Mon regard se perdit sur la porte qui n'était utilisée que par mes parents pour m'amener mes repas mais qui se refermait aussitôt le plateau posé sur la table de nuit qui bordait mon lit. Je passais mes interminables journées et soirées seule dans cette misérable prison où résidaient tout de même une armoire et un bureau qui m'était inaccessible, clouée dans mon vieux lit. Mes géniteurs ne me faisaient jamais l'honneur de leur présence si elle n'était pas nécessaire à leurs yeux, c'est-à-dire tant qu'ils n'avaient pas besoin de m'apporter à manger. Mais le travail leur prenait beaucoup de temps et d'attention.
Ça, c'était leur excuse qui revenait en boucle, le travail... Mais c'était peut-être mieux comme ça au fond, mieux pour eux. Au début ce n'était pas pareil, ils étaient doux et aimants, essayant toujours de masquer leur crainte bien que – fort souvent – une lueur dans leurs yeux les trahissait. Mais ils avaient changé après la dernière visite du médecin, celle où il leur avait annoncé la nouvelle, brutale et tranchante, j'étais incurable. J'étais condamnée à croupir dans cette pièce, que j'ai fini par haïr, jusqu'à ma fin, une fin qui ne semblait pas loin. Perdre un enfant est une souffrance que je ne souhaitais à personne, personne ne devrait enterrer son propre enfant. Pourtant, mes parents, eux, devraient le faire un jour et je dirais même avant la fin de cette année. Alors je comprenais leur comportement, prendre leur distance pourrait peut-être refermer la plaie béante que la mort d'un proche pouvait causer.
Je contemplais mon bureau, je me demandais à quoi il servait au fond. Il devait être tellement vieux que même si je le pouvais je ne m'approcherais pas de lui par peur qu'il ne s'effondre. J'aurais bien aimé avoir une télé mais mes parents n'avaient pas assez d'argent pour tout ce qui me concernait, les médocs et les toubibs coûtaient assez cher selon eux. Si j'avais eu une télé, j'aurais pu regarder les matchs de volley, j'aimais bien le volley j'avais vu un match une fois sur le téléphone d'un des médecins qui le suivait en direct. Je ne connaissais pas les règles mais rien que de les voir bouger me faisait les envier. Qui sait ? Je pratiquerais peut-être du volley dans une autre vie.
Je détournai à nouveau le regard vers l'extérieur.
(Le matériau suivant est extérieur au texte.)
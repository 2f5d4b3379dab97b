use std::collections::HashSet;
use std::fmt::Debug;
use std::hash::Hash;

use crate::error::Result;

/// Validate structural integrity of a topological entity.
pub trait Validate {
    fn validate(&self) -> Result<()>;
}

/// Read-only adjacency queries over a polygon mesh.
///
/// This is the whole surface rail traversal needs from a mesh. Neighbour and
/// face-vertex lists are *cyclically ordered*: rail walks index into them with
/// wrap-around offsets, so an implementation must never hand out an arbitrary
/// adjacency order.
pub trait MeshTopology {
    type Vertex: Copy + Eq + Hash + Debug;
    type Face: Copy + Eq + Hash + Debug;

    fn contains_face(&self, face: Self::Face) -> bool;

    fn face_count(&self) -> usize;

    /// Number of edges incident to `vertex`.
    fn vertex_degree(&self, vertex: Self::Vertex) -> usize;

    /// Neighbours of `vertex` in cyclic order around it, consistent with face winding.
    fn ordered_neighbors(&self, vertex: Self::Vertex) -> Vec<Self::Vertex>;

    /// Whether `vertex` touches a half-edge with no face.
    fn is_boundary_vertex(&self, vertex: Self::Vertex) -> bool;

    fn boundary_vertices(&self) -> HashSet<Self::Vertex>;

    fn boundary_faces(&self) -> HashSet<Self::Face>;

    /// The vertex loop of `face`; empty if the face does not exist.
    fn face_vertices(&self, face: Self::Face) -> Vec<Self::Vertex>;

    /// The face whose loop contains the directed edge `u -> v`.
    /// `None` for a boundary half-edge or a pair that is not an edge.
    fn face_across(&self, u: Self::Vertex, v: Self::Vertex) -> Option<Self::Face>;

    /// Every edge exactly once, in its registered orientation.
    fn canonical_edges(&self) -> HashSet<(Self::Vertex, Self::Vertex)>;

    /// The registered orientation of the edge `{u, v}`, if it is an edge.
    fn canonical_edge(
        &self,
        u: Self::Vertex,
        v: Self::Vertex,
    ) -> Option<(Self::Vertex, Self::Vertex)> {
        let edges = self.canonical_edges();
        if edges.contains(&(u, v)) {
            Some((u, v))
        } else if edges.contains(&(v, u)) {
            Some((v, u))
        } else {
            None
        }
    }

    fn has_edge(&self, u: Self::Vertex, v: Self::Vertex) -> bool {
        self.canonical_edge(u, v).is_some()
    }
}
Le soleil commençait gentiment à s'imposer dans le ciel. Je n'avais aucun moyen de connaître l'heure mais je supposai qu'il n'était pas loin de six heures du matin. Une heure plus tard ma mère viendrait me faire ingérer cette chose infecte qu'elle appelait médicament si indispensable et dirait que c'est pour mon bien. Je savais très bien que ça ne me sauvera pas, moi j'avais juste envie qu'on me laisse mourir en paix, qu'on me laisse tranquille.
Quelques lève-tôt marchaient dans la rue, se rendant sûrement au travail. Tous avaient la tête haute, fixant l'horizon, ils défiaient leur avenir du regard, un avenir que je ne verrais jamais. Je fermai un instant les yeux, j'admirerais les passants plus tard, ce n'était pas comme si je devais faire autre chose.